Start of DATA FOR THE TASK

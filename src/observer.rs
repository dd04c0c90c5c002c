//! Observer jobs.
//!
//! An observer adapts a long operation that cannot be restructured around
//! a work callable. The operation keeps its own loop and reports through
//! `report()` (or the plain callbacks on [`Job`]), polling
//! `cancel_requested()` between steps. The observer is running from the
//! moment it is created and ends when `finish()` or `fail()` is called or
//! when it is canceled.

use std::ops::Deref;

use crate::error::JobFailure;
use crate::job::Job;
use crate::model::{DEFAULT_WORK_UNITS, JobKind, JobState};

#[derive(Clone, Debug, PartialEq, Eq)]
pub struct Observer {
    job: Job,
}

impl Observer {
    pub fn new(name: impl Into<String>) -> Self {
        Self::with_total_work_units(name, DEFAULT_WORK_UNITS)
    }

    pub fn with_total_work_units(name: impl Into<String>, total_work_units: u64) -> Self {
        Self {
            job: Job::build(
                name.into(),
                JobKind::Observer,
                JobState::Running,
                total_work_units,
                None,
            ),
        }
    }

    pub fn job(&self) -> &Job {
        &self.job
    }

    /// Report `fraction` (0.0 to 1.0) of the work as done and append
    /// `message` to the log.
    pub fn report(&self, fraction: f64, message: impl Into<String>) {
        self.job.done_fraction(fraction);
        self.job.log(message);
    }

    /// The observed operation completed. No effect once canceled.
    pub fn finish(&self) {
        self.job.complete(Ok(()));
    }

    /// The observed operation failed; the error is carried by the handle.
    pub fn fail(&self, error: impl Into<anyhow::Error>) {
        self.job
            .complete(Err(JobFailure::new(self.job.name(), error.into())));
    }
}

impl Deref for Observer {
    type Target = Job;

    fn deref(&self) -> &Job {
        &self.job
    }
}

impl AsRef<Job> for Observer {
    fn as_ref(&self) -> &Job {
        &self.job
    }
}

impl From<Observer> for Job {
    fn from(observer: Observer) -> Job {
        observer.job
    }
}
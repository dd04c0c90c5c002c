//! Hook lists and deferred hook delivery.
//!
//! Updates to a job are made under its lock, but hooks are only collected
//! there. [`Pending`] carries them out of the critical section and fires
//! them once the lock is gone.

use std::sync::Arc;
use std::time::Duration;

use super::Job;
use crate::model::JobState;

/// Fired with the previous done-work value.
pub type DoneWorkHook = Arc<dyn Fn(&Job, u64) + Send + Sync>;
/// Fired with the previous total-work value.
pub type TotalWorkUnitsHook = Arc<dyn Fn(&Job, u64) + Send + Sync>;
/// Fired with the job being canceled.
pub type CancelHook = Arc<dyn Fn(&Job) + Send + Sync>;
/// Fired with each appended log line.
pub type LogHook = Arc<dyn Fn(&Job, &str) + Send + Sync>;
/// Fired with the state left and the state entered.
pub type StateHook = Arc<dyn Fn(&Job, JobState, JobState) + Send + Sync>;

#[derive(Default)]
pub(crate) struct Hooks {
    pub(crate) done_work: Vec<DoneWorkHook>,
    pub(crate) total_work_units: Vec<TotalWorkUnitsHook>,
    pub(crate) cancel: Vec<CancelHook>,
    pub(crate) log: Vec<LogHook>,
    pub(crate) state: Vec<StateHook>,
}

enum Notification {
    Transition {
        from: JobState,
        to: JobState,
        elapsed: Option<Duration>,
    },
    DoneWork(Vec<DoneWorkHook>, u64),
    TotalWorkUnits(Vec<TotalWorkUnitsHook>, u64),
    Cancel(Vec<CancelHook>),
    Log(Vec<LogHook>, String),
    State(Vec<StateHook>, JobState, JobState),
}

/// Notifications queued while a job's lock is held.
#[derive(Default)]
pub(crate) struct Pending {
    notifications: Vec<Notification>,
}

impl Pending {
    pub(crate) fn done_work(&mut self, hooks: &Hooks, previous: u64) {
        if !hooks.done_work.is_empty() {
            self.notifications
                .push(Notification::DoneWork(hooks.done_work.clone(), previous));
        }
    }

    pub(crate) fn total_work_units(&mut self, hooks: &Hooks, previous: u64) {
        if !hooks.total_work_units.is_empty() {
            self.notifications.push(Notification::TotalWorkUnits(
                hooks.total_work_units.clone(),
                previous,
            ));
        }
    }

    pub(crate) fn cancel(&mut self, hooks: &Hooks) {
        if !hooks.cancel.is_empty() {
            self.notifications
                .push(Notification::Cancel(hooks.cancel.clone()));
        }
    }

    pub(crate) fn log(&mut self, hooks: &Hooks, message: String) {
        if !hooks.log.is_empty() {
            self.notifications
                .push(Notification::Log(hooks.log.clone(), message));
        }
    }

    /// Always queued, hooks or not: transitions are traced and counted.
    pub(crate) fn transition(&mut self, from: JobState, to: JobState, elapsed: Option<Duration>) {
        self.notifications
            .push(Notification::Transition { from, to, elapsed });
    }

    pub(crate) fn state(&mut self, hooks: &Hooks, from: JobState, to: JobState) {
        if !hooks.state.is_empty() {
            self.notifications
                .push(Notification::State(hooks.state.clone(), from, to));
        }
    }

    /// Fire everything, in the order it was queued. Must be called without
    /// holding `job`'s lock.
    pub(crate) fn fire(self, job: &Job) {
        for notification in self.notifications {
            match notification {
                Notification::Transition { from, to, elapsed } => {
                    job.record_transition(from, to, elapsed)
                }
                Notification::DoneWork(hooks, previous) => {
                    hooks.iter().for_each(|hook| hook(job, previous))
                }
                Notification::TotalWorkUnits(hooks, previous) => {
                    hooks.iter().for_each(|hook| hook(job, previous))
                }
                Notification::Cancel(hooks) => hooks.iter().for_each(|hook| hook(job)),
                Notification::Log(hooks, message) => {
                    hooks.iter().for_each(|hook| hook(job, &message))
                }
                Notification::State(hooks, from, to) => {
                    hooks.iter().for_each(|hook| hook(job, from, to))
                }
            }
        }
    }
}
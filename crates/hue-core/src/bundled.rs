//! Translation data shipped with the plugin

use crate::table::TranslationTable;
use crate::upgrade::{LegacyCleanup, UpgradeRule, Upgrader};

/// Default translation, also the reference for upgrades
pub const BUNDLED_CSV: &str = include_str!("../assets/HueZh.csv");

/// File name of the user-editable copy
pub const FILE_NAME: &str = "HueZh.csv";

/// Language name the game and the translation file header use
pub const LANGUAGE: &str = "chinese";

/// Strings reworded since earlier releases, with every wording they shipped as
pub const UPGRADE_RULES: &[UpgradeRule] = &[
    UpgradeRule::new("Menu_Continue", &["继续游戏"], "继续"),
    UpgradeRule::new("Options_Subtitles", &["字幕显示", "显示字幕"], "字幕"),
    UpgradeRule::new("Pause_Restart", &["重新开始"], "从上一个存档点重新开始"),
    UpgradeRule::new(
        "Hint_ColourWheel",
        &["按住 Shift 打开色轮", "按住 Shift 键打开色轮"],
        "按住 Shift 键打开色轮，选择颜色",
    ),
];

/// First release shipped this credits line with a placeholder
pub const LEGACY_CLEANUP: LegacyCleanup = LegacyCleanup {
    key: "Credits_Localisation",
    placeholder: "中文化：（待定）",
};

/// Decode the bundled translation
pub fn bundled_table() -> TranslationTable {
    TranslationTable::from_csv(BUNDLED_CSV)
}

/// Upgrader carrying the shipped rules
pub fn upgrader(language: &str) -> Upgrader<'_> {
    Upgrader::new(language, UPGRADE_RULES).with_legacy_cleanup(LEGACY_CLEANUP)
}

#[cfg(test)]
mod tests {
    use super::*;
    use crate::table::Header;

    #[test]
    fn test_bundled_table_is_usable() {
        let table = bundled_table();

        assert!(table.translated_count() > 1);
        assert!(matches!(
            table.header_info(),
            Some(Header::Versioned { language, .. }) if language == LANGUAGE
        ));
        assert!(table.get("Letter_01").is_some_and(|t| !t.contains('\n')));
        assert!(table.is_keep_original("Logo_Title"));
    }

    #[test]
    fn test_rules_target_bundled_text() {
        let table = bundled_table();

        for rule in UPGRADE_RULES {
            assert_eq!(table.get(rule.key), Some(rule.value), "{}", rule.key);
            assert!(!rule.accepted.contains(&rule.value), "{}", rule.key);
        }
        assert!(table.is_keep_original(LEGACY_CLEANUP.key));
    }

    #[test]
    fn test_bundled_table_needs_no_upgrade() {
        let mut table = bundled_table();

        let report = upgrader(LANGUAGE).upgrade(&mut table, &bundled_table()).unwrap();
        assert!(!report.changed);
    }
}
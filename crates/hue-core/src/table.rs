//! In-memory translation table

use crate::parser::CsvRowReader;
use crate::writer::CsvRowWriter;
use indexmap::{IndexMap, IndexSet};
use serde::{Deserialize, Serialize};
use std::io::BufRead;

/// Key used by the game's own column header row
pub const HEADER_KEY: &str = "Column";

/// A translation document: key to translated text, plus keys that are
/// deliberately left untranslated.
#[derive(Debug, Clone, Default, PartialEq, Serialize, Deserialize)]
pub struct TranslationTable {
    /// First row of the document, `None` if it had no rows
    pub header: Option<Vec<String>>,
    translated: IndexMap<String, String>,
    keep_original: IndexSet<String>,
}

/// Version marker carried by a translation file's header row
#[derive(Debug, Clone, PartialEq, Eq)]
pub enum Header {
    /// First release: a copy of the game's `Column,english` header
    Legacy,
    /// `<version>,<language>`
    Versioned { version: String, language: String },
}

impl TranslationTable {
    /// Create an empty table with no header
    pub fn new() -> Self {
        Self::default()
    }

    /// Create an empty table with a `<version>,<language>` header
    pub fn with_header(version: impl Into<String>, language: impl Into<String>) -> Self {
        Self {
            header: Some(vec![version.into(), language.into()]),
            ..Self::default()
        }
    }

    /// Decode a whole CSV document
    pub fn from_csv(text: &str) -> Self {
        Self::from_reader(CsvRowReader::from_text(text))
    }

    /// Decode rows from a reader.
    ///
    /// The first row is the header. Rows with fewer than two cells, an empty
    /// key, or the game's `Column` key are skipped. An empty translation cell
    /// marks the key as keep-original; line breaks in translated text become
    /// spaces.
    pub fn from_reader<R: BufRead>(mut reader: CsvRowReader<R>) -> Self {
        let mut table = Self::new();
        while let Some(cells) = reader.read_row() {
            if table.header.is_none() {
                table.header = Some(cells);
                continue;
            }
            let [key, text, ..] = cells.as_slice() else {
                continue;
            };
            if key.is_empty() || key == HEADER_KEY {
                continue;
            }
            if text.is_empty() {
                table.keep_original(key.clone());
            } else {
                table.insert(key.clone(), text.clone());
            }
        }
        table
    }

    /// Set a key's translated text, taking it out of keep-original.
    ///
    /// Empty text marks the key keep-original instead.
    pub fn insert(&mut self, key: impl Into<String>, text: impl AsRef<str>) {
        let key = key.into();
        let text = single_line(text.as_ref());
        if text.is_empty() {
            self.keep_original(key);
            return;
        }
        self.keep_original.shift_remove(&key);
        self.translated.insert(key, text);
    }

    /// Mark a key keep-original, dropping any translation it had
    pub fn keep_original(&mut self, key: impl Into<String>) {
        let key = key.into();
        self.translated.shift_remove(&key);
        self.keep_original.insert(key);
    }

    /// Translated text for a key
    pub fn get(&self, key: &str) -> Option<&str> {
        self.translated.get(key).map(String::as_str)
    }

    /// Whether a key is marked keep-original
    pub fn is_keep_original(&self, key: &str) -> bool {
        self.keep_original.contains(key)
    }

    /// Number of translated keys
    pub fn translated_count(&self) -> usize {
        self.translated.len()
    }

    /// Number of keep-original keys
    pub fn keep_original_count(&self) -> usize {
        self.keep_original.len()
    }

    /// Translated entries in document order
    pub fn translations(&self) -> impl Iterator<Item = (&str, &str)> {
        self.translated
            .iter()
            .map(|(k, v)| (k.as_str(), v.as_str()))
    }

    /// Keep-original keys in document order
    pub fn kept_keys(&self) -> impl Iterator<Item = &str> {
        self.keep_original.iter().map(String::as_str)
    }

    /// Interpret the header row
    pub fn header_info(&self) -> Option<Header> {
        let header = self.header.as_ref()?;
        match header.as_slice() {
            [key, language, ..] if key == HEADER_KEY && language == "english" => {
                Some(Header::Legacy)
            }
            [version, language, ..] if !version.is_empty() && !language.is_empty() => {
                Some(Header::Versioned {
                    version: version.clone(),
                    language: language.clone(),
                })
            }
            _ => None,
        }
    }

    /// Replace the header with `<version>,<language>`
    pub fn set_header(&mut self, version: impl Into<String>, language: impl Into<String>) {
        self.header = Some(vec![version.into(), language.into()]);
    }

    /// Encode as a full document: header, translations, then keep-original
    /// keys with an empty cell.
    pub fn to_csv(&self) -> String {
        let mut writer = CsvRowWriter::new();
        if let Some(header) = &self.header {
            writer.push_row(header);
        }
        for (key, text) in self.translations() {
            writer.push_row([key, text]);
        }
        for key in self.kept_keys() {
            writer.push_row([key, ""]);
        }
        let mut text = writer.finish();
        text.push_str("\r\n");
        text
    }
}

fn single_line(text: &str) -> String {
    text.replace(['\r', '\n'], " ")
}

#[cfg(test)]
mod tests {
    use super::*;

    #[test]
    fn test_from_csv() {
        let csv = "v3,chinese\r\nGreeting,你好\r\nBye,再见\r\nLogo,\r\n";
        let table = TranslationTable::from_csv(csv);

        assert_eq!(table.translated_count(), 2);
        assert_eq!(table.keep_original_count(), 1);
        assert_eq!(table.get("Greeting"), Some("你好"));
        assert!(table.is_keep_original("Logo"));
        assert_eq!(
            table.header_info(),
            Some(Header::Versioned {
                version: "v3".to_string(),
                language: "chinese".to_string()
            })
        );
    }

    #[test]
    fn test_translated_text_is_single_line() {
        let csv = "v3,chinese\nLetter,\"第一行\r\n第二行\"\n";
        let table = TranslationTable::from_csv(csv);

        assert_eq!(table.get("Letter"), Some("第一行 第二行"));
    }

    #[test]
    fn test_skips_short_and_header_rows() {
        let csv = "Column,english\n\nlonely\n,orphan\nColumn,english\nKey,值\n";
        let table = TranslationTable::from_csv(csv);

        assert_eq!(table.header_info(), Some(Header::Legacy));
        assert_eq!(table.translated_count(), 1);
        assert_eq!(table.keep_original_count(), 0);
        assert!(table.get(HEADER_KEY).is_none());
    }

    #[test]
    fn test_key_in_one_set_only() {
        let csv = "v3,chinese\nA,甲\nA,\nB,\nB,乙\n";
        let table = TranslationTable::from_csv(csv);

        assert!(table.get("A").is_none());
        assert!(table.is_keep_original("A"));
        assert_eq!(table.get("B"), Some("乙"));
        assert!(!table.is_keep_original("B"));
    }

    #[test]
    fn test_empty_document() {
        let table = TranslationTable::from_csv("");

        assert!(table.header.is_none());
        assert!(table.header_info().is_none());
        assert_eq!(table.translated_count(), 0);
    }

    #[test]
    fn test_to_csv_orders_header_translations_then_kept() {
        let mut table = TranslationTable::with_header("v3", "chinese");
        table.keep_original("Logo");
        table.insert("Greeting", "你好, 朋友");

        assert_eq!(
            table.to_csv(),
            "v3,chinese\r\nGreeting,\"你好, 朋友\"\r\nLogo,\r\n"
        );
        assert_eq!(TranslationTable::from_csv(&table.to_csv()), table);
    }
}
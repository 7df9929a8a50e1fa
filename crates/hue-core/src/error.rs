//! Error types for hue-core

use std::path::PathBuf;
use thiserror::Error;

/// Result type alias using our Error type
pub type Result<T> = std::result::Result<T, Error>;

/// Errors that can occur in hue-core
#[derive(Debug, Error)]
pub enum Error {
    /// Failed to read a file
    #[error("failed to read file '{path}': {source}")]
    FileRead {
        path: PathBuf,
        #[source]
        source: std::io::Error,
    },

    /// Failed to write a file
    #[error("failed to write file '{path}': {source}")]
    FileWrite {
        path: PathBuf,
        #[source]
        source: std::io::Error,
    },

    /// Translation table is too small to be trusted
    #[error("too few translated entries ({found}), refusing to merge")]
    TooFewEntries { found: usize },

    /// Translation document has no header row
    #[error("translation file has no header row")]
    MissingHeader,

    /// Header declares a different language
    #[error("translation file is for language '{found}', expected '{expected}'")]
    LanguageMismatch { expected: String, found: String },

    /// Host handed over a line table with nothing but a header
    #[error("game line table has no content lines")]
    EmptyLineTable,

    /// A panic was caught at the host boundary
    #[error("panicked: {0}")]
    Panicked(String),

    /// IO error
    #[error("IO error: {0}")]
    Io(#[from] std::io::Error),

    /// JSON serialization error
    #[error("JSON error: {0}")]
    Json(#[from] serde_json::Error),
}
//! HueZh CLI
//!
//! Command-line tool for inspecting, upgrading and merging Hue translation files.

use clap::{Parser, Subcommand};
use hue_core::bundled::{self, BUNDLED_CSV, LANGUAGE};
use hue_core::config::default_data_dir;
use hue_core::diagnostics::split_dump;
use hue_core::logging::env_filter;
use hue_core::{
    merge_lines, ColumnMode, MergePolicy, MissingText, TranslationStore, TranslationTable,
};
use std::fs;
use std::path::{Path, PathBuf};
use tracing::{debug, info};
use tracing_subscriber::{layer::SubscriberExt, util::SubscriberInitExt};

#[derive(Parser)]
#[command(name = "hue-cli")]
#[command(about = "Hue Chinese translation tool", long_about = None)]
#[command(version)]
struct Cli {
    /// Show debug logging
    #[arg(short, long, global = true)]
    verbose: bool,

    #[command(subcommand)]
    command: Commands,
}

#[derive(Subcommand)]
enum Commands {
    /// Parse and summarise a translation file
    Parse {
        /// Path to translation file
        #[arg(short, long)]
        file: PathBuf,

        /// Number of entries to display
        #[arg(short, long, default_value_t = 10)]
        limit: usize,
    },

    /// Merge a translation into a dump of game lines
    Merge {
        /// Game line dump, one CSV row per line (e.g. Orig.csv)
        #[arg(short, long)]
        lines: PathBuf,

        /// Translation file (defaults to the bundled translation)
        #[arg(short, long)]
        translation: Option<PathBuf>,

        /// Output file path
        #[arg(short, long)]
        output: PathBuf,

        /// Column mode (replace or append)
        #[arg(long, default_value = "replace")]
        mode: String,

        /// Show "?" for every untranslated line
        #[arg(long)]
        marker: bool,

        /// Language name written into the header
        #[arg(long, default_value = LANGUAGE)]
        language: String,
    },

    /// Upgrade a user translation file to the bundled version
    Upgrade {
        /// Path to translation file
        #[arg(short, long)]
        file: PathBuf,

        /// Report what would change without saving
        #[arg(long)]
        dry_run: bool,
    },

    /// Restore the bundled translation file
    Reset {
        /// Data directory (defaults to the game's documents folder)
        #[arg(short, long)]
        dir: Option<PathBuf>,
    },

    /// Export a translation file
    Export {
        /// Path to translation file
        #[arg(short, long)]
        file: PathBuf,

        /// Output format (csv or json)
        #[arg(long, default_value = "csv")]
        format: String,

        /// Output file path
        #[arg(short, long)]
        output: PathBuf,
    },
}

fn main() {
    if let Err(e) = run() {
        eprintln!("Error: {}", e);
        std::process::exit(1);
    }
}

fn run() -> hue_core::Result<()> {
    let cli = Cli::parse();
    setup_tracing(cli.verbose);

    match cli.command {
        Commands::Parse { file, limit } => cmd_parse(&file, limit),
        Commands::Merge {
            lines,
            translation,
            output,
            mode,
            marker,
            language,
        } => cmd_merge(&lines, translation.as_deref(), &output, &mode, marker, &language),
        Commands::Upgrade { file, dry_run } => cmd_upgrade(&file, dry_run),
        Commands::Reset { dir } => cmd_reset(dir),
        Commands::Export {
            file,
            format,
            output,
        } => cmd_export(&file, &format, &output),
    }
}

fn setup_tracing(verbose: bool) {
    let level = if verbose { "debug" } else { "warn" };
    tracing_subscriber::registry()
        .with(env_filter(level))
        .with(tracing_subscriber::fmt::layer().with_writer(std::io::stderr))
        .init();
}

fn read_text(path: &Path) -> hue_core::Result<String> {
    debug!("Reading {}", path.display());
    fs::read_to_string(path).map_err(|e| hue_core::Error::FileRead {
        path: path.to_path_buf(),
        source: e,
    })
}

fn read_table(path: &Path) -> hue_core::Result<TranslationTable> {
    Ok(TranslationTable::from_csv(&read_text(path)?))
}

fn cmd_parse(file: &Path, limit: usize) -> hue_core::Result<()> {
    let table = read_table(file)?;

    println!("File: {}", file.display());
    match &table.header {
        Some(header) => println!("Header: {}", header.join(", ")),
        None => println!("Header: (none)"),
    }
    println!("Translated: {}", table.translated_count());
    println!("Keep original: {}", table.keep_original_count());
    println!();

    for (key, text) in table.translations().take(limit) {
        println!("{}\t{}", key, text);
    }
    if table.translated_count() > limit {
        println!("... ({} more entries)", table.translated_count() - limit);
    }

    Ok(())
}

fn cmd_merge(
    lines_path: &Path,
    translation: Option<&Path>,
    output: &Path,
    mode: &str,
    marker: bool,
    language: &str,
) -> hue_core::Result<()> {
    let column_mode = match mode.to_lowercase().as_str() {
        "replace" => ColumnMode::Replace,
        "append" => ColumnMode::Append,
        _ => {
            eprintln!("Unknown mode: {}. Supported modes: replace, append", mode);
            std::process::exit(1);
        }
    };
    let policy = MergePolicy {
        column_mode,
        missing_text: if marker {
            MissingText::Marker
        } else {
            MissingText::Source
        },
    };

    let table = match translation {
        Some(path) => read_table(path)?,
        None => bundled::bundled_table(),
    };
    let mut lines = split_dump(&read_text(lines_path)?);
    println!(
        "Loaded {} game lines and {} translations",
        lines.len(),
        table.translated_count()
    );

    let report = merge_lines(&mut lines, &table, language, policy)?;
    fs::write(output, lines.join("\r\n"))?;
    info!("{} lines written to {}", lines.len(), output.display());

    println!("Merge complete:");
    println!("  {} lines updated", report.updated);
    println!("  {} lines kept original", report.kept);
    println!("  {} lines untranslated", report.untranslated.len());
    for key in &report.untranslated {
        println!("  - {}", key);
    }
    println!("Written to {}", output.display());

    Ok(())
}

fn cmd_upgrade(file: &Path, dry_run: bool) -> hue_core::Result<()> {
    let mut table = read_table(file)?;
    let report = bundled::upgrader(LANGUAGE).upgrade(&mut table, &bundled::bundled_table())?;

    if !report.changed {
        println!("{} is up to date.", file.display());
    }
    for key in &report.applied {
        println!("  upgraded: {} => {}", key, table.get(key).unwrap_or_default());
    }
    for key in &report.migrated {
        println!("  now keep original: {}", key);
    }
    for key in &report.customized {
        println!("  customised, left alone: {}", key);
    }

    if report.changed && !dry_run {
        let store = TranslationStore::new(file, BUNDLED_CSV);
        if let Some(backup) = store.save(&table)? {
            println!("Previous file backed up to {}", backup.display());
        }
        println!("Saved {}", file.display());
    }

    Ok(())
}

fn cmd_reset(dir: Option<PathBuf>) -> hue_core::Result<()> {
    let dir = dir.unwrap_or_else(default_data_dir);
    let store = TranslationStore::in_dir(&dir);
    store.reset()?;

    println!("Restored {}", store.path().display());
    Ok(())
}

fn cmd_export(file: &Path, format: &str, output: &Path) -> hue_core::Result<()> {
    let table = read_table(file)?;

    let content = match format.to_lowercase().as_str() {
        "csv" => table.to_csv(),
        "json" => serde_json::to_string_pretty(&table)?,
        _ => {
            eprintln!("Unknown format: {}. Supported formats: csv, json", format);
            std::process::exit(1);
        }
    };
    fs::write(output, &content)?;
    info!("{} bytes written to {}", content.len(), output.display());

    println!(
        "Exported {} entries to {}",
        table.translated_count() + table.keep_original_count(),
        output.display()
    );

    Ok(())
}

End of DATA FOR THE TASK

▶ WHAT IS BEING ASKED
Restate the entries above word for word, beginning with their first line and ending with the line holding "section and fires"; omit everything else.

▶ ANSWER BOX
filename src/observer.rs
repository dd04c0c90c5c002c
//! Observer jobs.
//!
//! An observer adapts a long operation that cannot be restructured around
//! a work callable. The operation keeps its own loop and reports through
//! `report()` (or the plain callbacks on [`Job`]), polling
//! `cancel_requested()` between steps. The observer is running from the
//! moment it is created and ends when `finish()` or `fail()` is called or
//! when it is canceled.

use std::ops::Deref;

use crate::error::JobFailure;
use crate::job::Job;
use crate::model::{DEFAULT_WORK_UNITS, JobKind, JobState};

#[derive(Clone, Debug, PartialEq, Eq)]
pub struct Observer {
    job: Job,
}

impl Observer {
    pub fn new(name: impl Into<String>) -> Self {
        Self::with_total_work_units(name, DEFAULT_WORK_UNITS)
    }

    pub fn with_total_work_units(name: impl Into<String>, total_work_units: u64) -> Self {
        Self {
            job: Job::build(
                name.into(),
                JobKind::Observer,
                JobState::Running,
                total_work_units,
                None,
            ),
        }
    }

    pub fn job(&self) -> &Job {
        &self.job
    }

    /// Report `fraction` (0.0 to 1.0) of the work as done and append
    /// `message` to the log.
    pub fn report(&self, fraction: f64, message: impl Into<String>) {
        self.job.done_fraction(fraction);
        self.job.log(message);
    }

    /// The observed operation completed. No effect once canceled.
    pub fn finish(&self) {
        self.job.complete(Ok(()));
    }

    /// The observed operation failed; the error is carried by the handle.
    pub fn fail(&self, error: impl Into<anyhow::Error>) {
        self.job
            .complete(Err(JobFailure::new(self.job.name(), error.into())));
    }
}

impl Deref for Observer {
    type Target = Job;

    fn deref(&self) -> &Job {
        &self.job
    }
}

impl AsRef<Job> for Observer {
    fn as_ref(&self) -> &Job {
        &self.job
    }
}

impl From<Observer> for Job {
    fn from(observer: Observer) -> Job {
        observer.job
    }
}
repository dd04c0c90c5c002c
//! Hook lists and deferred hook delivery.
//!
//! Updates to a job are made under its lock, but hooks are only collected
//! there. [`Pending`] carries them out of the critical section and fires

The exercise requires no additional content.